Manovra di Kristeller
Si tratta di pressioni eseguite, da parte di personale qualificato, sul fondo dell’utero (quindi sulla pancia della mamma), in concomitanza con la contrazione, con l’obiettivo di favorire l’uscita del piccolo.
Sono manovre invasive e fastidiose e, anche per questo motivo, la letteratura scientifica le sconsiglia.
Ad oggi, quindi, si preferisce molto di più utilizzare la ventosa. Ma vale comunque la pena parlarne, essendo parte del ventaglio di possibilità a disposizione dei professionisti.
Episiotomia
È un taglio lungo qualche centimetro che viene eseguito dall’ostetrica (o dal medico) sul perineo.

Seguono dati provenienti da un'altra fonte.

use proptest::prelude::*;
use waterworks_core::{
    Action, Command, ElementId, ElementKind, Event, Orientation, PlayerId, PlumberAction, Point,
    Role, SaboteurAction, Selection, Size, TurnEndReason,
};
use waterworks_world::{
    self as world,
    graph::{Element, NetworkGraph},
    query, splice, PlayerSetup, World, WorldConfig,
};

const PLUMBER: PlayerId = PlayerId::new(0);
const SABOTEUR: PlayerId = PlayerId::new(1);

struct Network {
    graph: NetworkGraph,
    cistern: ElementId,
    pipe: ElementId,
    spring: ElementId,
}

/// Cistern `C` on slot 0 and spring `S` on slot 1 of the vertical pipe `P`.
fn cistern_pipe_spring(height: i32, leaked: u32) -> Network {
    let mut graph = NetworkGraph::new();
    let cistern = graph.add_element(Element::cistern(
        "C",
        Point::new(80, 0),
        Size::new(60, 60),
    ));
    let pipe = graph.add_element(
        Element::pipe(
            "P",
            Point::new(100, 100),
            Size::new(20, height),
            Orientation::Vertical,
        )
        .with_leaked(leaked),
    );
    let spring = graph.add_element(Element::spring(
        "S",
        Point::new(80, 140 + height),
        Size::new(60, 60),
        1,
    ));
    let to_cistern = graph.add_endpoint(pipe, true).expect("slot 0");
    let to_spring = graph.add_endpoint(pipe, false).expect("slot 1");
    graph.connect(to_cistern, cistern).expect("connect cistern");
    graph.connect(to_spring, spring).expect("connect spring");
    Network {
        graph,
        cistern,
        pipe,
        spring,
    }
}

fn apply_all(world: &mut World, commands: &[Command]) -> Vec<Event> {
    let mut log = Vec::new();
    for command in commands {
        let mut events = Vec::new();
        world::apply(world, *command, &mut events).expect("network stays consistent");
        log.extend(events);
    }
    log
}

fn plumber(action: PlumberAction, selection: Selection) -> Command {
    Command::Perform {
        player: PLUMBER,
        action: Action::Plumber(action),
        selection,
    }
}

fn saboteur(action: SaboteurAction, selection: Selection) -> Command {
    Command::Perform {
        player: SABOTEUR,
        action: Action::Saboteur(action),
        selection,
    }
}

fn pass(player: PlayerId) -> Command {
    Command::EndTurn {
        player,
        reason: TurnEndReason::Passed,
    }
}

#[test]
fn inserting_a_pump_splits_the_pipe_between_cistern_and_spring() {
    let Network {
        graph,
        cistern,
        pipe,
        spring,
    } = cistern_pipe_spring(120, 10);
    let roster = vec![
        PlayerSetup::new("Mario", Role::Plumber, cistern),
        PlayerSetup::new("Wario", Role::Saboteur, spring),
    ];
    let mut world = World::new(WorldConfig::new(1, 0, 1), graph, roster).expect("world");

    let _ = apply_all(
        &mut world,
        &[
            Command::StartGame,
            pass(PLUMBER),
            pass(SABOTEUR),
            plumber(PlumberAction::PickUpPump, Selection::none()),
            plumber(PlumberAction::Move, Selection::element(pipe)),
        ],
    );
    assert!(query::players(&world)[0].holds_pump, "plumber holds a pump");
    let leaked_before = query::leaked_water(&world);

    let events = apply_all(
        &mut world,
        &[plumber(PlumberAction::InsertPump, Selection::none())],
    );

    let Some(&Event::PumpInserted {
        replaced,
        pump,
        pipes: [first, second],
        ..
    }) = events.first()
    else {
        panic!("expected a pump insertion, got {events:?}");
    };
    assert_eq!(replaced, pipe);

    let network = query::network(&world);
    assert!(network.element(pipe).is_none(), "P is gone from storage");
    assert!(!network.element_ids().contains(&pipe), "P is gone from the registry");
    assert!(network
        .endpoint_ids()
        .iter()
        .all(|id| network.endpoint(*id).and_then(|e| e.pipe()) != Some(pipe)));

    assert_eq!(network.pipe(first).expect("first").leaked(), 5);
    assert_eq!(network.pipe(second).expect("second").leaked(), 5);
    assert_eq!(query::leaked_water(&world), leaked_before);

    let pump_state = network.pump(pump).expect("pump");
    assert_eq!(pump_state.in_pipe(), None);
    assert_eq!(pump_state.out_pipe(), None);

    assert_eq!(
        network.element(cistern).expect("C").connected_pipes(),
        &[first]
    );
    assert_eq!(
        network.element(spring).expect("S").connected_pipes(),
        &[second]
    );
    assert_eq!(
        query::players(&world)[0].current_element,
        Some(pump),
        "the plumber ends up on the new pump"
    );
    assert!(!query::players(&world)[0].holds_pump);
    assert!(world.verify().is_ok());
}

#[test]
fn directed_pump_delivers_water_after_the_round() {
    let Network {
        mut graph,
        cistern,
        pipe,
        ..
    } = cistern_pipe_spring(200, 0);
    let insertion = splice::insert_pump(&mut graph, pipe, "pump").expect("split");
    let [toward_cistern, toward_spring] = insertion.pipes;
    let roster = vec![
        PlayerSetup::new("Mario", Role::Plumber, insertion.pump),
        PlayerSetup::new("Wario", Role::Saboteur, cistern),
    ];
    let mut world = World::new(WorldConfig::new(1, 0, 0), graph, roster).expect("world");

    let events = apply_all(
        &mut world,
        &[
            Command::StartGame,
            plumber(
                PlumberAction::ChangeInputPipe,
                Selection::element(toward_spring),
            ),
            plumber(
                PlumberAction::ChangeOutputPipe,
                Selection::element(toward_spring),
            ),
            plumber(
                PlumberAction::ChangeOutputPipe,
                Selection::element(toward_cistern),
            ),
            pass(PLUMBER),
            pass(SABOTEUR),
        ],
    );

    assert!(events.contains(&Event::ActionRejected {
        player: PLUMBER,
        action: Action::Plumber(PlumberAction::ChangeOutputPipe),
        reason: waterworks_core::ActionError::SameInputAndOutput,
    }));
    assert!(events.contains(&Event::WaterTransferred {
        collected: 1,
        leaked: 0,
    }));
    assert_eq!(query::scores(&world).collected, 1);
}

#[test]
fn punctured_pipe_scores_for_the_saboteur() {
    let Network {
        graph,
        cistern,
        pipe,
        ..
    } = cistern_pipe_spring(200, 0);
    let roster = vec![
        PlayerSetup::new("Mario", Role::Plumber, cistern),
        PlayerSetup::new("Wario", Role::Saboteur, pipe),
    ];
    let mut world = World::new(WorldConfig::new(1, 0, 0), graph, roster).expect("world");

    let events = apply_all(
        &mut world,
        &[
            Command::StartGame,
            pass(PLUMBER),
            saboteur(SaboteurAction::PuncturePipe, Selection::none()),
            pass(SABOTEUR),
        ],
    );

    assert!(events.contains(&Event::PipePunctured {
        player: SABOTEUR,
        pipe,
    }));
    assert_eq!(query::leaked_water(&world), 1);
    assert_eq!(query::collected_water(&world), 0);

    let repair = apply_all(
        &mut world,
        &[plumber(PlumberAction::Move, Selection::element(pipe))],
    );
    assert_eq!(
        repair.first(),
        Some(&Event::ActionRejected {
            player: PLUMBER,
            action: Action::Plumber(PlumberAction::Move),
            reason: waterworks_core::ActionError::Occupied,
        }),
        "the saboteur still blocks the pipe"
    );
}

#[test]
fn only_one_pipe_end_can_be_carried_at_a_time() {
    let Network {
        graph,
        cistern,
        pipe,
        spring,
    } = cistern_pipe_spring(200, 0);
    let roster = vec![
        PlayerSetup::new("Mario", Role::Plumber, cistern),
        PlayerSetup::new("Luigi", Role::Plumber, spring),
    ];
    let mut world = World::new(WorldConfig::new(1, 0, 0), graph, roster).expect("world");
    let network = query::network(&world);
    let [to_cistern, to_spring] = network.pipe(pipe).expect("P").ends();
    let to_cistern = to_cistern.expect("cistern end");
    let to_spring = to_spring.expect("spring end");

    let events = apply_all(
        &mut world,
        &[
            Command::StartGame,
            plumber(
                PlumberAction::PickUpEndpoint,
                Selection::endpoint(to_cistern),
            ),
            pass(PLUMBER),
            Command::Perform {
                player: PlayerId::new(1),
                action: Action::Plumber(PlumberAction::PickUpEndpoint),
                selection: Selection::endpoint(to_spring),
            },
        ],
    );

    assert_eq!(
        events.last(),
        Some(&Event::ActionRejected {
            player: PlayerId::new(1),
            action: Action::Plumber(PlumberAction::PickUpEndpoint),
            reason: waterworks_core::ActionError::EndpointHeldElsewhere,
        })
    );

    let _ = apply_all(
        &mut world,
        &[
            pass(PlayerId::new(1)),
            plumber(PlumberAction::InsertEndpoint, Selection::none()),
        ],
    );
    let network = query::network(&world);
    assert_eq!(
        network.element(cistern).expect("C").connected_pipes(),
        &[pipe]
    );
    assert!(query::players(&world).iter().all(|p| !p.holds_endpoint));
    assert!(world.verify().is_ok());
}

#[test]
fn hit_test_prefers_endpoints_then_registry_order() {
    let Network {
        graph, pipe, ..
    } = cistern_pipe_spring(200, 0);
    let [to_cistern, _] = graph.pipe(pipe).expect("P").ends();
    let to_cistern = to_cistern.expect("cistern end");
    let bounds = graph.endpoint_bounds(to_cistern).expect("bounds");

    let near_endpoint = Point::new(bounds.origin().x + 35, bounds.origin().y + 10);
    assert_eq!(
        graph.hit_test(near_endpoint),
        Some(waterworks_core::Hit::Endpoint(to_cistern))
    );
    assert_eq!(
        graph.hit_test(Point::new(110, 200)),
        Some(waterworks_core::Hit::Element(pipe))
    );
}

#[test]
fn replay_is_deterministic() {
    fn session() -> (Vec<Event>, Vec<waterworks_core::ElementSnapshot>) {
        let Network {
            graph,
            cistern,
            pipe,
            spring,
        } = cistern_pipe_spring(200, 0);
        let roster = vec![
            PlayerSetup::new("Mario", Role::Plumber, cistern),
            PlayerSetup::new("Wario", Role::Saboteur, spring),
        ];
        let mut world =
            World::new(WorldConfig::new(99, 500, 1), graph, roster).expect("world");
        let mut commands = vec![Command::StartGame, pass(PLUMBER), pass(SABOTEUR)];
        commands.extend([
            plumber(PlumberAction::PickUpPump, Selection::none()),
            plumber(PlumberAction::Move, Selection::element(pipe)),
            plumber(PlumberAction::InsertPump, Selection::none()),
            saboteur(SaboteurAction::PuncturePipe, Selection::none()),
        ]);
        for _ in 0..5 {
            commands.push(pass(PLUMBER));
            commands.push(pass(SABOTEUR));
        }
        let events = apply_all(&mut world, &commands);
        (events, query::network_view(&world).elements().to_vec())
    }

    let first = session();
    let second = session();

    assert_eq!(first, second, "replay diverged between runs");
    assert!(first
        .1
        .iter()
        .any(|element| element.kind == ElementKind::Pump && element.visible));
}

proptest! {
    #[test]
    fn splitting_conserves_leaked_water(
        length in 52_i32..2_000,
        leaked in 0_u32..100_000,
        horizontal in any::<bool>(),
        open_end in any::<bool>(),
    ) {
        let orientation = if horizontal {
            Orientation::Horizontal
        } else {
            Orientation::Vertical
        };
        let size = if horizontal {
            Size::new(length, 20)
        } else {
            Size::new(20, length)
        };
        let mut graph = NetworkGraph::new();
        let cistern = graph.add_element(Element::cistern("C", Point::new(0, 0), Size::new(60, 60)));
        let pipe = graph.add_element(
            Element::pipe("P", Point::new(100, 100), size, orientation).with_leaked(leaked),
        );
        let spring = graph.add_element(Element::spring("S", Point::new(0, 500), Size::new(60, 60), 1));
        let start = graph.add_endpoint(pipe, true).expect("start");
        graph.connect(start, cistern).expect("cistern");
        if open_end {
            graph.allow_connection(spring, pipe).expect("allow");
        } else {
            let end = graph.add_endpoint(pipe, false).expect("end");
            graph.connect(end, spring).expect("spring");
        }

        let insertion = splice::insert_pump(&mut graph, pipe, "pump").expect("split");

        let [first, second] = insertion.pipes;
        let first_leak = graph.pipe(first).expect("first").leaked();
        let second_leak = graph.pipe(second).expect("second").leaked();
        prop_assert_eq!(first_leak + second_leak, leaked);
        prop_assert!(second_leak >= first_leak && second_leak - first_leak <= 1);
        prop_assert!(graph.verify().is_ok());
        prop_assert_eq!(graph.element_ids(), &[cistern, first, insertion.pump, second, spring][..]);
        prop_assert_eq!(
            graph.element(spring).expect("S").connectable_pipes(),
            &[second][..]
        );
    }
}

Un tempo si credeva che effettuare questa manovra fosse un metodo per controllare e prevenire le lacerazioni maggiori. Oggi, invece, la letteratura ha ampiamente dimostrato come non solo non sia significativo ma, addirittura, che una lacerazione spontanea ripara con risultati migliori rispetto ad una provocata artificialmente.
Le indicazioni per l’episiotomia rimangono davvero poche: si esegue quasi esclusivamente quando c’è un forte stress del feto che necessita di ridurre i tempi di uscita.
Chiaramente, prima del taglio, viene eseguita una infiltrazione con anestetico in modo da non far sentire dolore.
Sutura delle lacerazioni del perineo
La riparazione delle lacerazioni perineali è una manovra sempre necessaria, a meno che non si tratti di piccole abrasioni non sanguinanti.
Dopo il parto, tuttavia, la madre è spesso stanca e anche questo aspetto diventa l’ennesima prova di pazienza: per prima cosa viene eseguita una infiltrazione con un anestetico locale e poi con ago e filo si riavvicinano i piani di tessuto che, con l’uscita del piccolo, possono aver subito qualche danno.
Analgesia epidurale
L’epidurale o peridurale è la nuova manna dal cielo per tante mamme che vivono la sala parto.
Si tratta di una forma analgesica che mira a iniettare farmaci anestetici nello spazio peridurale, senza raggiungere il midollo spinale. Questa procedura, a differenza di quanto accade per un taglio cesareo, permette alle pazienti di sperimentare una assenza o riduzione di dolore pur mantenendo la mobilità delle gambe e la conseguente possibilità di movimenti liberi.
L’autore di tutto, questa volta, è il medico anestesista e la procedura necessita di un consenso specifico non essendo, comunque, priva di rischi.
Esistono comunque delle valide alternative anche all’analgesia epidurale: sperimentare il travaglio/ parto in acqua, ad esempio, nelle strutture che lo permettono, può aiutare enormemente nella gestione del dolore. Allo stesso modo anche il protossido d’azoto, ove disponibile, è una forma inalatoria di analgesia dalla quale spesso si ricavano importanti benefici.
Infusione di ossitocina
Non di rado capita, in sala parto, che venga utilizzata l’ossitocina.
Questo ormone sintetico, copia esatta di quello naturale, permette di regolarizzare le contrazioni qualora il travaglio rallentasse nei tempi e ha inoltre un ruolo fondamentale nella prevenzione dell’emorragia del post partum.
Chiaramente l’infusione con l’ossitocina, visto che le contrazioni che ne conseguono sono associabili ad un dolore non fisiologico, è associata anche ai benefici della partoanalgesia.
Tutto questo, ovviamente, è quanto può accadere in situazioni di relativa normalità. In caso di emergenza, invece, il comportamento del personale segue strade bene definite e protocollate.